*Your instructions*
Search the records for "false". Report every line where it occurs.
◆ ◆ ◆ ◆
use std::{collections::HashMap, fmt::Debug, path::PathBuf, time::Duration};

use color_eyre::eyre::{ensure, Result};
use crossterm::event::{KeyCode, KeyEvent, KeyEventKind, KeyModifiers};
use derive_deref::{Deref, DerefMut};
use serde::{
    de::{self, Deserializer},
    Deserialize,
};

use crate::{
    action::{Action, ActionState, Command, GameAction, HomeAction},
    constants::game,
    pages::{
        game::{Position, Size},
        PageId,
    },
};

const CONFIG: &str = include_str!("../.config/config.yaml");

parse_and_map_actions![(PageId::Home, HomeAction, Command::Home), (PageId::Game, GameAction, Command::Game)];

#[derive(Clone, Debug, Deserialize, Default)]
pub struct AppConfig {
    #[serde(default)]
    pub _data_dir: PathBuf,
    #[serde(default)]
    pub _config_dir: PathBuf,
}

/// Every tunable of the simulation. Units are viewport percentages and ticks.
#[derive(Clone, Debug, Deserialize, PartialEq)]
#[serde(default)]
pub struct GameConfig {
    pub tick_interval_ms: u64,
    pub fall_rate: f64,
    pub jump_boost: f64,
    pub scroll_rate: f64,
    pub bird_start_vertical: f64,
    pub bird_start_horizontal: f64,
    pub bird_height: f64,
    pub bird_width: f64,
    pub obstacle_height: f64,
    pub obstacle_width: f64,
    pub obstacle_offset_max: f64,
    pub obstacle_offset_span: f64,
    pub pair_offset: f64,
    pub obstacle_spawn_horizontal: f64,
    pub obstacle_recycle_threshold: f64,
    pub spawn_trigger: f64,
    pub ground_tile_width: f64,
    pub ground_spawn_horizontal: f64,
    pub ground_recycle_threshold: f64,
    pub ground_line: f64,
    pub starting_health: u8,
    pub health_warning: u8,
}

impl Default for GameConfig {
    fn default() -> Self {
        GameConfig {
            tick_interval_ms: game::TICK_INTERVAL_MS,
            fall_rate: game::FALL_RATE,
            jump_boost: game::JUMP_BOOST,
            scroll_rate: game::SCROLL_RATE,
            bird_start_vertical: game::BIRD_START_VERTICAL,
            bird_start_horizontal: game::BIRD_START_HORIZONTAL,
            bird_height: game::BIRD_HEIGHT,
            bird_width: game::BIRD_WIDTH,
            obstacle_height: game::OBSTACLE_HEIGHT,
            obstacle_width: game::OBSTACLE_WIDTH,
            obstacle_offset_max: game::OBSTACLE_OFFSET_MAX,
            obstacle_offset_span: game::OBSTACLE_OFFSET_SPAN,
            pair_offset: game::PAIR_OFFSET,
            obstacle_spawn_horizontal: game::OBSTACLE_SPAWN_HORIZONTAL,
            obstacle_recycle_threshold: game::OBSTACLE_RECYCLE_THRESHOLD,
            spawn_trigger: game::SPAWN_TRIGGER,
            ground_tile_width: game::GROUND_TILE_WIDTH,
            ground_spawn_horizontal: game::GROUND_SPAWN_HORIZONTAL,
            ground_recycle_threshold: game::GROUND_RECYCLE_THRESHOLD,
            ground_line: game::GROUND_LINE,
            starting_health: game::STARTING_HEALTH,
            health_warning: game::HEALTH_WARNING,
        }
    }
}

impl GameConfig {
    pub fn tick_interval(&self) -> Duration {
        Duration::from_millis(self.tick_interval_ms)
    }

    pub fn bird_start(&self) -> Position {
        Position::new(self.bird_start_vertical, self.bird_start_horizontal)
    }

    pub fn bird_size(&self) -> Size {
        Size::new(self.bird_height, self.bird_width)
    }

    pub fn obstacle_size(&self) -> Size {
        Size::new(self.obstacle_height, self.obstacle_width)
    }

    /// Ground tiles reach up to the ground line.
    pub fn ground_size(&self) -> Size {
        Size::new(self.ground_line, self.ground_tile_width)
    }

    pub fn validate(&self) -> Result<()> {
        ensure!(self.tick_interval_ms > 0, "game.tick_interval_ms must be positive");
        ensure!(self.starting_health > 0, "game.starting_health must be positive");
        ensure!(self.scroll_rate > 0.0, "game.scroll_rate must be positive");
        ensure!(self.bird_height > 0.0 && self.bird_width > 0.0, "game bird size must be positive");
        ensure!(self.obstacle_height > 0.0 && self.obstacle_width > 0.0, "game obstacle size must be positive");
        ensure!(self.ground_tile_width > 0.0, "game.ground_tile_width must be positive");
        // A lone pair has to trigger its successor before it is recycled, even within one scroll step.
        ensure!(
            self.spawn_trigger - self.scroll_rate > self.obstacle_recycle_threshold,
            "game.spawn_trigger must lie more than one scroll step above game.obstacle_recycle_threshold"
        );
        ensure!(
            self.obstacle_spawn_horizontal >= self.spawn_trigger,
            "game.obstacle_spawn_horizontal must not lie below game.spawn_trigger"
        );
        ensure!(
            self.ground_spawn_horizontal > self.ground_recycle_threshold,
            "game.ground_spawn_horizontal must lie above game.ground_recycle_threshold"
        );
        Ok(())
    }
}

#[derive(Clone, Debug, Default, Deserialize)]
pub struct Config {
    #[serde(default, flatten)]
    pub config: AppConfig,
    #[serde(default)]
    pub keybindings: KeyBindings,
    #[serde(default)]
    pub game: GameConfig,
}

impl Config {
    pub fn new() -> Result<Self> {
        let default_config: Config = serde_yaml::from_str(CONFIG)?;
        let data_dir = crate::utils::get_data_dir();
        let config_dir = crate::utils::get_config_dir();
        let mut builder = config::Config::builder()
            .set_default("_data_dir", data_dir.to_string_lossy().as_ref())?
            .set_default("_config_dir", config_dir.to_string_lossy().as_ref())?;

        let config_files = [("config.yaml", config::FileFormat::Yaml)];
        let mut found_config = false;
        for (file, format) in &config_files {
            builder = builder.add_source(config::File::from(config_dir.join(file)).format(*format).required(false));
            if config_dir.join(file).exists() {
                found_config = true
            }
        }
        if !found_config {
            log::info!("No user configuration file found, using defaults");
        }

        let mut cfg: Self = builder.build()?.try_deserialize()?;
        cfg.merge_default_keybindings(default_config.keybindings);
        cfg.game.validate()?;
        log::debug!("game settings: {:?}", cfg.game);

        Ok(cfg)
    }

    /// User bindings win; defaults fill every key the user left alone.
    fn merge_default_keybindings(&mut self, defaults: KeyBindings) {
        for (scope, default_bindings) in defaults.pages.into_iter() {
            let user_bindings = self.keybindings.pages.entry(scope).or_default();
            for (key, cmd) in default_bindings.0.into_iter() {
                user_bindings.0.entry(key).or_insert(cmd);
            }
        }
        let user_bindings = &mut self.keybindings.global;
        for (key, cmd) in defaults.global.0.into_iter() {
            user_bindings.0.entry(key).or_insert(cmd);
        }
    }
}

#[derive(Clone, Debug, Default, Deserialize)]
struct _RawPageKeyBindings {
    pub click: Option<HashMap<String, String>>,
    pub hold: Option<HashMap<String, String>>,
}

#[derive(Clone, Debug, Default, Deserialize)]
struct _RawKeyBindings {
    #[serde(default)]
    pub global: _RawPageKeyBindings,
    #[serde(default)]
    pub pages: HashMap<String, _RawPageKeyBindings>,
}

#[derive(Clone, Debug, Default, Deref, DerefMut)]
pub struct PageKeyBindings(pub HashMap<KeyEvent, Action>);

#[derive(Clone, Debug, Default)]
pub struct KeyBindings {
    pub global: PageKeyBindings,
    pub pages: HashMap<PageId, PageKeyBindings>,
}

impl<'de> Deserialize<'de> for KeyBindings {
    fn deserialize<D>(deserializer: D) -> Result<Self, D::Error>
    where
        D: Deserializer<'de>,
    {
        let raw_keybindings: _RawKeyBindings = _RawKeyBindings::deserialize(deserializer)?;

        let global_keybindings = PageKeyBindings(
            parse_page_keybindings::<Command>(&raw_keybindings.global)
                .map_err(de::Error::custom)?
                .into_iter()
                .map(|(event, (command, state))| (event, Action { command, state }))
                .collect(),
        );
        let page_keybindings = raw_keybindings
            .pages
            .into_iter()
            .map(|(page, keybindings)| match_page_keybindings(&page, keybindings))
            .collect::<Result<HashMap<_, _>, String>>()
            .map_err(de::Error::custom)?;

        Ok(KeyBindings { global: global_keybindings, pages: page_keybindings })
    }
}

macro_rules! parse_and_map_actions {
    ( $( ( $page_id_variant:path, $action_type:ty, $action_variant:path ) ),* ) => {
        fn match_page_keybindings(
            page: &str,
            raw_page_keybindings: _RawPageKeyBindings,
        ) -> Result<(PageId, PageKeyBindings), String> {
            let page_id: PageId = serde_yaml::from_str(page).map_err(|e| format!("Unknown page `{page}`: {e}"))?;
            let map = match page_id {
                $(
                    $page_id_variant => {
                        parse_page_keybindings::<$action_type>(&raw_page_keybindings)?
                            .into_iter()
                            .map(|(event, (command, state))| (event, Action { command: $action_variant(command), state }))
                            .collect()
                    },
                )*
            };

            Ok((page_id, PageKeyBindings(map)))
        }
    };
}

use parse_and_map_actions;

fn parse_binding_pairs<T>(map: &Option<HashMap<String, String>>) -> Result<HashMap<KeyEvent, T>, String>
where
    T: for<'de> Deserialize<'de>,
{
    let Some(inner_map) = map else {
        return Ok(HashMap::new());
    };
    inner_map
        .iter()
        .map(|(key_str, action_str)| {
            let action: T = serde_yaml::from_str(action_str).map_err(|e| format!("Unknown action `{action_str}`: {e}"))?;
            Ok((parse_key_event(key_str)?, action))
        })
        .collect()
}

fn parse_page_keybindings<T>(raw_page_keybindings: &_RawPageKeyBindings) -> Result<HashMap<KeyEvent, (T, ActionState)>, String>
where
    T: for<'de> Deserialize<'de> + Clone + Debug,
{
    let click_keybindings = parse_binding_pairs(&raw_page_keybindings.click)?;
    let hold_keybindings = parse_binding_pairs(&raw_page_keybindings.hold)?;

    Ok(merge_keybinding_maps(click_keybindings, hold_keybindings))
}

fn merge_keybinding_maps<A: Clone>(
    click: HashMap<KeyEvent, A>,
    hold: HashMap<KeyEvent, A>,
) -> HashMap<KeyEvent, (A, ActionState)> {
    let mut click: HashMap<KeyEvent, (A, ActionState)> =
        click.into_iter().map(|(event, command)| (event, (command, ActionState::default()))).collect();
    for (mut key_event, action) in hold {
        click.insert(key_event, (action.clone(), ActionState::Start));
        key_event.kind = KeyEventKind::Release;
        click.insert(key_event, (action.clone(), ActionState::End));
        key_event.kind = KeyEventKind::Repeat;
        click.insert(key_event, (action.clone(), ActionState::Repeat));
    }

    click
}

pub fn parse_key_event(raw: &str) -> Result<KeyEvent, String> {
    if raw.chars().filter(|c| *c == '>').count() != raw.chars().filter(|c| *c == '<').count() {
        return Err(format!("Unable to parse `{}`", raw));
    }
    let raw = if !raw.contains("><") {
        let raw = raw.strip_prefix('<').unwrap_or(raw);
        let raw = raw.strip_prefix('>').unwrap_or(raw);
        raw
    } else {
        raw
    };
    let raw = raw.trim_start_matches('<').trim_end_matches('>');

    let raw_lower = raw.to_ascii_lowercase();
    let (remaining, modifiers) = extract_modifiers(&raw_lower);
    parse_key_code_with_modifiers(remaining, modifiers)
}

fn extract_modifiers(raw: &str) -> (&str, KeyModifiers) {
    let mut modifiers = KeyModifiers::empty();
    let mut current = raw;

    loop {
        match current {
            rest if rest.starts_with("ctrl-") => {
                modifiers.insert(KeyModifiers::CONTROL);
                current = &rest[5..];
            },
            rest if rest.starts_with("alt-") => {
                modifiers.insert(KeyModifiers::ALT);
                current = &rest[4..];
            },
            rest if rest.starts_with("shift-") => {
                modifiers.insert(KeyModifiers::SHIFT);
                current = &rest[6..];
            },
            _ => break,
        };
    }

    (current, modifiers)
}

fn parse_key_code_with_modifiers(raw: &str, mut modifiers: KeyModifiers) -> Result<KeyEvent, String> {
    let c = match raw {
        "esc" => KeyCode::Esc,
        "enter" => KeyCode::Enter,
        "left" => KeyCode::Left,
        "right" => KeyCode::Right,
        "up" => KeyCode::Up,
        "down" => KeyCode::Down,
        "home" => KeyCode::Home,
        "end" => KeyCode::End,
        "pageup" => KeyCode::PageUp,
        "pagedown" => KeyCode::PageDown,
        "backtab" => {
            modifiers.insert(KeyModifiers::SHIFT);
            KeyCode::BackTab
        },
        "backspace" => KeyCode::Backspace,
        "delete" => KeyCode::Delete,
        "insert" => KeyCode::Insert,
        "space" => KeyCode::Char(' '),
        "hyphen" | "minus" => KeyCode::Char('-'),
        "tab" => KeyCode::Tab,
        f if f.len() > 1 && f.starts_with('f') => match f[1..].parse::<u8>() {
            Ok(n @ 1..=12) => KeyCode::F(n),
            _ => return Err(format!("Unable to parse {raw}")),
        },
        c if c.chars().count() == 1 => {
            let mut c = c.chars().next().ok_or_else(|| format!("Unable to parse {raw}"))?;
            if modifiers.contains(KeyModifiers::SHIFT) {
                c = c.to_ascii_uppercase();
            }
            KeyCode::Char(c)
        },
        _ => return Err(format!("Unable to parse {raw}")),
    };
    Ok(KeyEvent::new(c, modifiers))
}

pub fn key_event_to_string(key_event: &KeyEvent) -> String {
    let char;
    let key_code = match key_event.code {
        KeyCode::Backspace => "Backspace",
        KeyCode::Enter => "Enter",
        KeyCode::Left => "Left",
        KeyCode::Right => "Right",
        KeyCode::Up => "Up",
        KeyCode::Down => "Down",
        KeyCode::Home => "Home",
        KeyCode::End => "End",
        KeyCode::PageUp => "PageUp",
        KeyCode::PageDown => "PageDown",
        KeyCode::Tab => "Tab",
        KeyCode::BackTab => "BackTab",
        KeyCode::Delete => "Delete",
        KeyCode::Insert => "Insert",
        KeyCode::F(c) => {
            char = format!("F{c}");
            &char
        },
        KeyCode::Char(' ') => "Space",
        KeyCode::Char(c) => {
            char = c.to_string();
            &char
        },
        KeyCode::Esc => "Esc",
        _ => "",
    };

    let mut modifiers = Vec::with_capacity(3);

    if key_event.modifiers.intersects(KeyModifiers::CONTROL) {
        modifiers.push("Ctrl");
    }

    if key_event.modifiers.intersects(KeyModifiers::SHIFT) {
        modifiers.push("Shift");
    }

    if key_event.modifiers.intersects(KeyModifiers::ALT) {
        modifiers.push("Alt");
    }

    let mut key = modifiers.join("-");

    if !key.is_empty() {
        key.push('-');
    }
    key.push_str(key_code);

    key
}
◆ ◆ ◆ ◆
*Solution to this problem*
        let mut found_config = false;
            builder = builder.add_source(config::File::from(config_dir.join(file)).format(*format).required(false));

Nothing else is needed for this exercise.